Sports require hand-eye coordination whether you are on or off the field. In the world of esports that coordination can be acquired through the comfort of a living room couch. Once brothers of Lambda Chi learned their longtime hobby of gaming was a connection point, they invited the campus to join.
Since Eric Knouse’ first year of attending Simpson College, whispers of a gaming club filled the corners of campus. Without knowing who was interested and where to start, the idea faded into the wind until brothers of Theta-Lambda Zeta began playing with one another in their free time. Eventually, it grew into an esports club for the entire campus to enjoy.
The founding president Sherwin Lacsa (’19, Theta-Lambda) enlisted the help of the current president, Erik Knouse, to determine an agenda for the club. Along with brothers Jacob Kuehl, Seth Larson, Paul Hyatt, Erick Hernandez and Daniel Xu (’19 Theta-Lambda), the group was dedicated to creating a safe space for gamers to enjoy community with one another.
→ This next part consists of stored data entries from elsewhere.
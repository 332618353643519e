//! Request and response envelopes for `/api/bfhl`.

use serde::{Deserialize, Serialize};

use crate::classify::Classification;
use crate::identity::IdentityConfig;

/// Value of `operation_code` returned by `GET /api/bfhl`.
pub const OPERATION_CODE: u8 = 1;

/// POST body. Fields other than `data` are ignored.
#[derive(Debug, Clone, PartialEq, Eq, Serialize, Deserialize)]
pub struct BfhlRequest {
    pub data: Vec<String>,
}

/// Success envelope.
#[derive(Debug, Clone, PartialEq, Eq, Serialize, Deserialize)]
pub struct BfhlResponse {
    pub is_success: bool,
    pub user_id: String,
    pub email: String,
    pub roll_number: String,
    pub numbers: Vec<String>,
    pub alphabets: Vec<String>,
    pub highest_alphabet: Vec<String>,
}

impl BfhlResponse {
    pub fn new(identity: &IdentityConfig, classification: Classification) -> Self {
        let Classification {
            numbers,
            alphabets,
            highest_alphabet,
        } = classification;

        Self {
            is_success: true,
            user_id: identity.user_id.clone(),
            email: identity.email.clone(),
            roll_number: identity.roll_number.clone(),
            numbers,
            alphabets,
            highest_alphabet,
        }
    }
}

/// Failure envelope. `message` is always one of the fixed public messages.
#[derive(Debug, Clone, PartialEq, Eq, Serialize, Deserialize)]
pub struct ErrorResponse {
    pub is_success: bool,
    pub message: String,
}

impl ErrorResponse {
    pub fn new(message: impl Into<String>) -> Self {
        Self {
            is_success: false,
            message: message.into(),
        }
    }
}

/// Body of `GET /api/bfhl`.
#[derive(Debug, Clone, Copy, PartialEq, Eq, Serialize, Deserialize)]
pub struct OperationCodeResponse {
    pub operation_code: u8,
}

impl Default for OperationCodeResponse {
    fn default() -> Self {
        Self {
            operation_code: OPERATION_CODE,
        }
    }
}
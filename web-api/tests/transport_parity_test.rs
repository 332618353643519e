//! Both transport bindings must answer identically for the same input.

use actix_web::{test as actix_test, web, App};
use axum::{
    body::{to_bytes, Body},
    http::{Method, Request},
};
use bfhl_core::IdentityConfig;
use serde_json::Value;
use tower::ServiceExt;

const BODIES: &[&str] = &[
    r#"{"data": ["a","b","C","23","4","t","9","34","a"]}"#,
    r#"{"data": ["1","2","AB","c"]}"#,
    r#"{"data": []}"#,
    r#"{"data": ["  42", "3.5", "1e3", "0x1F", "Infinity", "NaN", "", "Z", "z"]}"#,
    r#"{"data": ["q", "Q"], "ignored": {"nested": true}}"#,
    r#"{"data": ["b"], "data": ["a"]}"#,
    r#"{"data": "not-an-array"}"#,
    r#"{"data": [1, 2]}"#,
    r#"{"data": null}"#,
    r#"not json"#,
];

fn server_config() -> web_api::ServerConfig {
    web_api::ServerConfig {
        max_body_bytes: 4096,
        ..web_api::ServerConfig::default()
    }
}

async fn via_axum(identity: &IdentityConfig, body: &str) -> (u16, Value) {
    let app = web_api::app(web_api::AppState::new(identity.clone()), &server_config());
    let req = Request::builder()
        .method(Method::POST)
        .uri("/api/bfhl")
        .header("content-type", "application/json")
        .body(Body::from(body.to_string()))
        .unwrap();

    let resp = app.oneshot(req).await.unwrap();
    let status = resp.status().as_u16();
    let bytes = to_bytes(resp.into_body(), usize::MAX).await.unwrap();
    (status, serde_json::from_slice(&bytes).unwrap())
}

#[actix_web::test]
async fn actix_and_axum_bindings_agree() {
    let identity = IdentityConfig::new("parity_user", "parity@example.com", "PAR001");

    let actix_app = actix_test::init_service(
        App::new()
            .app_data(web::Data::new(bfhl_service::AppState::new(identity.clone())))
            .app_data(web::PayloadConfig::new(4096))
            .configure(bfhl_service::configure),
    )
    .await;

    for body in BODIES {
        let req = actix_test::TestRequest::post()
            .uri("/api/bfhl")
            .insert_header(("content-type", "application/json"))
            .set_payload(body.to_string())
            .to_request();
        let resp = actix_test::call_service(&actix_app, req).await;
        let actix_status = resp.status().as_u16();
        let actix_body: Value = actix_test::read_body_json(resp).await;

        let (axum_status, axum_body) = via_axum(&identity, body).await;

        assert_eq!(actix_status, axum_status, "status mismatch for {body}");
        assert_eq!(actix_body, axum_body, "body mismatch for {body}");
    }

    let req = actix_test::TestRequest::get().uri("/api/bfhl").to_request();
    let actix_body: Value = actix_test::call_and_read_body_json(&actix_app, req).await;

    let app = web_api::app(web_api::AppState::default(), &server_config());
    let resp = app
        .oneshot(Request::builder().uri("/api/bfhl").body(Body::empty()).unwrap())
        .await
        .unwrap();
    let bytes = to_bytes(resp.into_body(), usize::MAX).await.unwrap();
    let axum_body: Value = serde_json::from_slice(&bytes).unwrap();

    assert_eq!(actix_body, axum_body);
}
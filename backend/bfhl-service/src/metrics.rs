use std::time::Duration;

use actix_web::HttpResponse;
use bfhl_core::{BfhlError, BfhlResponse};
use once_cell::sync::Lazy;
use prometheus::{Encoder, HistogramOpts, HistogramVec, IntCounterVec, Opts, TextEncoder};

static HTTP_REQUESTS_TOTAL: Lazy<IntCounterVec> = Lazy::new(|| {
    let counter = IntCounterVec::new(
        Opts::new(
            "bfhl_service_http_requests_total",
            "Total HTTP requests handled by bfhl-service",
        ),
        &["method", "path", "status"],
    )
    .expect("failed to create bfhl_service_http_requests_total");
    prometheus::default_registry()
        .register(Box::new(counter.clone()))
        .expect("failed to register bfhl_service_http_requests_total");
    counter
});

static HTTP_REQUEST_DURATION_SECONDS: Lazy<HistogramVec> = Lazy::new(|| {
    let histogram = HistogramVec::new(
        HistogramOpts::new(
            "bfhl_service_http_request_duration_seconds",
            "HTTP request latency for bfhl-service",
        )
        .buckets(vec![0.0005, 0.001, 0.005, 0.01, 0.025, 0.05, 0.1, 0.25, 0.5, 1.0]),
        &["method", "path", "status"],
    )
    .expect("failed to create bfhl_service_http_request_duration_seconds");
    prometheus::default_registry()
        .register(Box::new(histogram.clone()))
        .expect("failed to register bfhl_service_http_request_duration_seconds");
    histogram
});

static TOKENS_CLASSIFIED_TOTAL: Lazy<IntCounterVec> = Lazy::new(|| {
    let counter = IntCounterVec::new(
        Opts::new(
            "bfhl_service_tokens_classified_total",
            "Tokens placed into each classification bucket",
        ),
        &["bucket"],
    )
    .expect("failed to create bfhl_service_tokens_classified_total");
    prometheus::default_registry()
        .register(Box::new(counter.clone()))
        .expect("failed to register bfhl_service_tokens_classified_total");
    counter
});

static REJECTED_REQUESTS_TOTAL: Lazy<IntCounterVec> = Lazy::new(|| {
    let counter = IntCounterVec::new(
        Opts::new(
            "bfhl_service_rejected_requests_total",
            "POST /api/bfhl requests that failed, by failure kind",
        ),
        &["kind"],
    )
    .expect("failed to create bfhl_service_rejected_requests_total");
    prometheus::default_registry()
        .register(Box::new(counter.clone()))
        .expect("failed to register bfhl_service_rejected_requests_total");
    counter
});

pub fn observe_http_request(method: &str, path: &str, status: u16, elapsed: Duration) {
    let status_label = status.to_string();
    HTTP_REQUESTS_TOTAL
        .with_label_values(&[method, path, &status_label])
        .inc();
    HTTP_REQUEST_DURATION_SECONDS
        .with_label_values(&[method, path, &status_label])
        .observe(elapsed.as_secs_f64());
}

pub fn record_classification(response: &BfhlResponse) {
    TOKENS_CLASSIFIED_TOTAL
        .with_label_values(&["numbers"])
        .inc_by(response.numbers.len() as u64);
    TOKENS_CLASSIFIED_TOTAL
        .with_label_values(&["alphabets"])
        .inc_by(response.alphabets.len() as u64);
}

pub fn record_rejection(err: &BfhlError) {
    let kind = match err {
        BfhlError::InvalidInput(_) => "invalid_input",
        BfhlError::Internal(_) => "internal",
    };
    REJECTED_REQUESTS_TOTAL.with_label_values(&[kind]).inc();
}

pub async fn serve_metrics() -> HttpResponse {
    let encoder = TextEncoder::new();
    let metric_families = prometheus::gather();

    let mut buffer = Vec::new();
    if let Err(err) = encoder.encode(&metric_families, &mut buffer) {
        return HttpResponse::InternalServerError().body(err.to_string());
    }

    HttpResponse::Ok()
        .content_type(encoder.format_type())
        .body(buffer)
}
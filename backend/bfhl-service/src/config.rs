use anyhow::Context;
use bfhl_core::{AllowedOrigins, IdentityConfig};
use std::env;
use std::fmt::Display;
use std::str::FromStr;

/// Default request body limit, matching common JSON body-parser defaults.
pub const DEFAULT_MAX_BODY_BYTES: usize = 100 * 1024;

#[derive(Debug, Clone)]
pub struct Config {
    pub http: HttpConfig,
    pub cors: CorsConfig,
    pub identity: IdentityConfig,
}

#[derive(Debug, Clone)]
pub struct HttpConfig {
    pub host: String,
    pub port: u16,
    pub max_body_bytes: usize,
}

#[derive(Debug, Clone)]
pub struct CorsConfig {
    pub allowed_origins: AllowedOrigins,
}

impl Config {
    pub fn from_env() -> anyhow::Result<Self> {
        dotenvy::dotenv().ok();

        let defaults = IdentityConfig::default();

        Ok(Config {
            http: HttpConfig {
                host: env::var("HTTP_HOST").unwrap_or_else(|_| "0.0.0.0".to_string()),
                port: parse_env("HTTP_PORT", 8080)?,
                max_body_bytes: parse_env("MAX_BODY_BYTES", DEFAULT_MAX_BODY_BYTES)?,
            },
            cors: CorsConfig {
                allowed_origins: env::var("CORS_ALLOWED_ORIGINS")
                    .as_deref()
                    .unwrap_or("*")
                    .parse()
                    .context("CORS_ALLOWED_ORIGINS is invalid")?,
            },
            identity: IdentityConfig {
                user_id: env::var("BFHL_USER_ID").unwrap_or(defaults.user_id),
                email: env::var("BFHL_EMAIL").unwrap_or(defaults.email),
                roll_number: env::var("BFHL_ROLL_NUMBER").unwrap_or(defaults.roll_number),
            },
        })
    }

    pub fn bind_address(&self) -> String {
        format!("{}:{}", self.http.host, self.http.port)
    }
}

fn parse_env<T>(key: &str, default: T) -> anyhow::Result<T>
where
    T: FromStr,
    T::Err: Display,
{
    match env::var(key) {
        Ok(raw) => raw
            .trim()
            .parse()
            .map_err(|e| anyhow::anyhow!("{e}"))
            .with_context(|| format!("{key} must be a valid number, got {raw:?}")),
        Err(_) => Ok(default),
    }
}
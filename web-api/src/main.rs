use anyhow::Context;
use tracing_subscriber::{layer::SubscriberExt, util::SubscriberInitExt};

use web_api::{app, AppState, Config};

#[tokio::main]
async fn main() -> anyhow::Result<()> {
    // Initialize tracing
    tracing_subscriber::registry()
        .with(
            tracing_subscriber::EnvFilter::try_from_default_env()
                .unwrap_or_else(|_| "web_api=debug,bfhl_core=debug,tower_http=debug".into()),
        )
        .with(tracing_subscriber::fmt::layer())
        .init();

    // Load configuration
    let config = Config::load().context("Failed to load configuration")?;
    tracing::info!(
        user_id = %config.identity.user_id,
        max_body_bytes = config.server.max_body_bytes,
        cors_allowed_origins = %config.server.cors_allowed_origins,
        "Configuration loaded"
    );

    let state = AppState::new(config.identity.clone());
    let app = app(state, &config.server);

    // Start server
    let addr = config.bind_address();
    tracing::info!("Starting server on {}", addr);

    let listener = tokio::net::TcpListener::bind(&addr)
        .await
        .with_context(|| format!("Failed to bind {addr}"))?;
    axum::serve(listener, app).await?;

    Ok(())
}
“This is a way for students to get together and play online games competitively. The people who are in this club are actively looking to compete, they are very passionate about what they do. It’s very easy when something doesn’t go quite right to get upset about it. I wanted to make it so that the environment was a supportive one” Knouse explains.
For Sherwin Lacsa (’19, Theta-Lambda), the main goal to finally introduce the club to campus and get others excited about the possibility of going to tournaments in the upcoming years. Now that Knouse has taken on the role of president, he hopes to continue that legacy starting with the way players interact with one another.
“Esports in general is a very big opportunity for growth, community and friendship. Reflecting that into the brotherhood is very important to communicate properly. Being able to build a better community and foundation for relationships is why it’s so cool we have so many of our brothers getting involved” says Seth Larson, founding member.
As Lacsa began creating his dream team of founding members, he realized that each of his top choices were Lambda Chi brothers. Working alongside one another nearly felt like a fraternity event until more individuals around campus joined. Knouse explains that, since they knew each other personally, inviting others to join was never a problem. They had already developed a friendship which made it easier to make others feel welcome in a new space.
Larson explains further by mentioning what type of people will benefit from joining,“Esports is good for anyone who is looking for a competitively driven or solid community to base themselves in.”
In terms of the validity of esports, Larson explains that it is not just a group of people playing games together. The industry is growing and even inviting students to get collegiate education or scholarship for their proficiently in gaming. Nearly 380 million individuals tuned in to watch esports tournaments in 2018, that statistic is expected to grow to 557 million viewers by the year 2021.
With its massive growth in the last year alone, esports members of Simpson College are looking toward the possibilities that the future can bring.